Saved data entries:
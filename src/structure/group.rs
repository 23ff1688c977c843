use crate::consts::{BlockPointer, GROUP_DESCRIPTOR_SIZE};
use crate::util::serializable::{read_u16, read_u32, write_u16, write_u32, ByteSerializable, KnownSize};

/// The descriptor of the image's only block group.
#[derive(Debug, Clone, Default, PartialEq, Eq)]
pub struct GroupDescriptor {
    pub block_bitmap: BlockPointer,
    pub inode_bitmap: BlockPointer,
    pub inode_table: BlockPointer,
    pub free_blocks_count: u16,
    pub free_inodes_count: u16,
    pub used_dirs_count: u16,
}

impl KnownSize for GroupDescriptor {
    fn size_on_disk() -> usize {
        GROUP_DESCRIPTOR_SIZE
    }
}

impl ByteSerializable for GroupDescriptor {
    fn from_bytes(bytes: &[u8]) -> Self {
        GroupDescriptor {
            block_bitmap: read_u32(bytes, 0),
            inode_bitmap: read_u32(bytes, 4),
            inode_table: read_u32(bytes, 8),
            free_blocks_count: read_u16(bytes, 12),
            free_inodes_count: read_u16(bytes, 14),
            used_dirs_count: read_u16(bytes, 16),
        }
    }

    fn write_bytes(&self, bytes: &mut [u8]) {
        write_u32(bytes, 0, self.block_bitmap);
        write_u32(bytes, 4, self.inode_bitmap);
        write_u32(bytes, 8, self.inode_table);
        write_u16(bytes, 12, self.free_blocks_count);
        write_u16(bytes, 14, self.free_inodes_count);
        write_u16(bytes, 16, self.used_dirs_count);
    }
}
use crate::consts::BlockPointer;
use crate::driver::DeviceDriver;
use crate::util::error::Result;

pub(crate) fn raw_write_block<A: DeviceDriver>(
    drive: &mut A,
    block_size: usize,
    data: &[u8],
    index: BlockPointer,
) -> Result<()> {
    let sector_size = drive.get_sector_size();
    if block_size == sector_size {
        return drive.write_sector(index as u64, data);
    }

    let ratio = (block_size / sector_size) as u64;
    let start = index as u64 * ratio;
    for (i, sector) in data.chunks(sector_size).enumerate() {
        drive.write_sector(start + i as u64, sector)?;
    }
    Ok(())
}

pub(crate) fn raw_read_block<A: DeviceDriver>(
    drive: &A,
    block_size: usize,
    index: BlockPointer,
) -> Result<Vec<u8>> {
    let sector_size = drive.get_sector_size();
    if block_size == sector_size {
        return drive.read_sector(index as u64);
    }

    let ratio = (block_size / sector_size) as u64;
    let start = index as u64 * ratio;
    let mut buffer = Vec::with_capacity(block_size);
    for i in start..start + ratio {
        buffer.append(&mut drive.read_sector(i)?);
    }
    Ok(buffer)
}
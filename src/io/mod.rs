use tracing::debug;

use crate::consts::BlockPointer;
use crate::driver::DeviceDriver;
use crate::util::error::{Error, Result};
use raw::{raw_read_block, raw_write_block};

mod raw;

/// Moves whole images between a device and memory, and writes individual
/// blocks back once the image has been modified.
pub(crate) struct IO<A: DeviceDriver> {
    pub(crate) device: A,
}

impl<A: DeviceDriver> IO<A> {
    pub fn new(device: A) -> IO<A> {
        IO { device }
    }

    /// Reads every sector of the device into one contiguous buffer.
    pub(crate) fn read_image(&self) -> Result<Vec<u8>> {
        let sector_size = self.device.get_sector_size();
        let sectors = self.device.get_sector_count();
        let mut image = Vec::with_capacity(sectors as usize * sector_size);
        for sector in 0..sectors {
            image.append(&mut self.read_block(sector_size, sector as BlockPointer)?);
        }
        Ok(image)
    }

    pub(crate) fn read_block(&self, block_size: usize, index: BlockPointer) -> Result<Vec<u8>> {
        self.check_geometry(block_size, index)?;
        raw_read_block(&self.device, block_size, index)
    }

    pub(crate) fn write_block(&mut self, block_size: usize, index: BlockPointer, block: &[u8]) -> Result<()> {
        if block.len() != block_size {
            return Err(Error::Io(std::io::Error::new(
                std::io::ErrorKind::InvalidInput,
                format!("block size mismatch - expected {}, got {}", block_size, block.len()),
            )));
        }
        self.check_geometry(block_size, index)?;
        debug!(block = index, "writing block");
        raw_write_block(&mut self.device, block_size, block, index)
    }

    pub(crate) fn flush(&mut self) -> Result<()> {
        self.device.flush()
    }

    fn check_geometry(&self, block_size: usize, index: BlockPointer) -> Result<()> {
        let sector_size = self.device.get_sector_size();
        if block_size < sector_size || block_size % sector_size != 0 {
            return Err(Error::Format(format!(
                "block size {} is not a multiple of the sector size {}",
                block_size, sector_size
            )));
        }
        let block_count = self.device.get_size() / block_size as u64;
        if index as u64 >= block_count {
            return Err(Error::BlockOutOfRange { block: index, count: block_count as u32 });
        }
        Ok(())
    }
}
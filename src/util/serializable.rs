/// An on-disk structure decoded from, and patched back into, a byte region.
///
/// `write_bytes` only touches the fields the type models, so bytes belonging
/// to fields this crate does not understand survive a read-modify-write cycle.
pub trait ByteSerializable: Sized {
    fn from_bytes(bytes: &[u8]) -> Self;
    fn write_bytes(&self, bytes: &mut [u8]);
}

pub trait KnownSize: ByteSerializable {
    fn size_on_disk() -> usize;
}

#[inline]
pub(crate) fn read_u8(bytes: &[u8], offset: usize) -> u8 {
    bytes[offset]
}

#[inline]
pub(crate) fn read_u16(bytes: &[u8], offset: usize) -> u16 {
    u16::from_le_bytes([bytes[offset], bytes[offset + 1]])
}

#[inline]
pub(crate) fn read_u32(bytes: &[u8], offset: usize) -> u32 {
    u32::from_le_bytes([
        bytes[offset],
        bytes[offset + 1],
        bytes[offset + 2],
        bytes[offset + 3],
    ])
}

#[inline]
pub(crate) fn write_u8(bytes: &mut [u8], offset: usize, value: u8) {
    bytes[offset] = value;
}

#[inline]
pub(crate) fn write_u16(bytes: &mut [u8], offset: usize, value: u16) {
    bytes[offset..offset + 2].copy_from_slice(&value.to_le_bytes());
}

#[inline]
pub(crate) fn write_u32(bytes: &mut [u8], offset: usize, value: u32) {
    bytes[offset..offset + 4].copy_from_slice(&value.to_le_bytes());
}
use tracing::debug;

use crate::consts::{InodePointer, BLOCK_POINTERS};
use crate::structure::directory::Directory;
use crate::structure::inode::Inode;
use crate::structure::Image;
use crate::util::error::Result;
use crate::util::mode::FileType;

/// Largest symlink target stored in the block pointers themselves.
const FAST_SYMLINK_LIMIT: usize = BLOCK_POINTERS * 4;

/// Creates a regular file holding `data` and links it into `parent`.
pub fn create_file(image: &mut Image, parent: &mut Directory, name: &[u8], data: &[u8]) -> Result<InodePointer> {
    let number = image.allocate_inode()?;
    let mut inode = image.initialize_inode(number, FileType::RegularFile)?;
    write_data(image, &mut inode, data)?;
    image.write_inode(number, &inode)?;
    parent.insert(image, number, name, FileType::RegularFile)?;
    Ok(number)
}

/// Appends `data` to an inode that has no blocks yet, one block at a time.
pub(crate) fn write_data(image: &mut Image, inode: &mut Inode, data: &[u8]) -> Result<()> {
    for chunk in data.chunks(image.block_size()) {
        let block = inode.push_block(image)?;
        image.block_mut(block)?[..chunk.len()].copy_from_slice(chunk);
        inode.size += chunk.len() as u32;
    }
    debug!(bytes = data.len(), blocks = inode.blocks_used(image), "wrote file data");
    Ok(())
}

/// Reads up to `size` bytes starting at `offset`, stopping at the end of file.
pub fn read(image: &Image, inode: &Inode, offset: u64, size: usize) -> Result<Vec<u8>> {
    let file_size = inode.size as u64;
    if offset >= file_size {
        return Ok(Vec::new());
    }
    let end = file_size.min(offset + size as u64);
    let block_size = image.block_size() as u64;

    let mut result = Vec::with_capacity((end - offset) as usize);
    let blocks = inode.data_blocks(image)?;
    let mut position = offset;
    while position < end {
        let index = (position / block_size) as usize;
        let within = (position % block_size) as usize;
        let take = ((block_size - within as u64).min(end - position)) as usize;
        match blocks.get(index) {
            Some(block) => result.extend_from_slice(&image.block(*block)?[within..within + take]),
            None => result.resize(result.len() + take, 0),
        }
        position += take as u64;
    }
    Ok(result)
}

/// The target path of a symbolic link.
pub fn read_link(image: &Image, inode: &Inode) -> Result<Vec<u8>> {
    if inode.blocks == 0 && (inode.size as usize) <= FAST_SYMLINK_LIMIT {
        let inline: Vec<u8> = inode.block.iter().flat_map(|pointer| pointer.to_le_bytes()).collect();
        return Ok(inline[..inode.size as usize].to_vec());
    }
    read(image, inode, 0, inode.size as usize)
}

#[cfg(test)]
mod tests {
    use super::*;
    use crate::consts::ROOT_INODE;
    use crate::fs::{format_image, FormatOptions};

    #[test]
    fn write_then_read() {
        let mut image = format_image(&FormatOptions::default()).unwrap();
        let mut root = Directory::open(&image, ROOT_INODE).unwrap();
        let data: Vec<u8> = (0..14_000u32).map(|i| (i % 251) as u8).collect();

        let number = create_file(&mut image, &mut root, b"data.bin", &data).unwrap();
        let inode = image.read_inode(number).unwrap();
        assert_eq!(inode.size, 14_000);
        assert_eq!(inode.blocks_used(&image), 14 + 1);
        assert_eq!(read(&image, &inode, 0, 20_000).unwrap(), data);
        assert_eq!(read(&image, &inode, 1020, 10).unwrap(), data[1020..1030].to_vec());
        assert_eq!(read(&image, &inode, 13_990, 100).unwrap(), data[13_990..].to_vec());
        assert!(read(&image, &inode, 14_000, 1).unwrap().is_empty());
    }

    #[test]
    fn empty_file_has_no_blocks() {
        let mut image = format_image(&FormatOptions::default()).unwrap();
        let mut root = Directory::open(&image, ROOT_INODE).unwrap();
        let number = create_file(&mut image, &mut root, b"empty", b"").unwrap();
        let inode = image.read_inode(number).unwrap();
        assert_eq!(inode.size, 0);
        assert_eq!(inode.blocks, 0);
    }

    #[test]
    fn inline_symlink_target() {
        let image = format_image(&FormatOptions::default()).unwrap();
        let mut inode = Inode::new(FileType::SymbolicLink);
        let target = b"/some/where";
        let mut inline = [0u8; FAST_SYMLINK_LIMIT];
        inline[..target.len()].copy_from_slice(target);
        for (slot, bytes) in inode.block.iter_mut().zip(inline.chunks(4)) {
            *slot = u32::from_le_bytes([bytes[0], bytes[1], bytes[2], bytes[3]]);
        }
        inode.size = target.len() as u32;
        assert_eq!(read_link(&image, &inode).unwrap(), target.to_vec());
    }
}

◆ Work instructions: From the entries, copy out each line containing the word "filename".

◆ Answer to the problem:
filename src/structure/group.rs
filename src/io/mod.rs
filename src/util/serializable.rs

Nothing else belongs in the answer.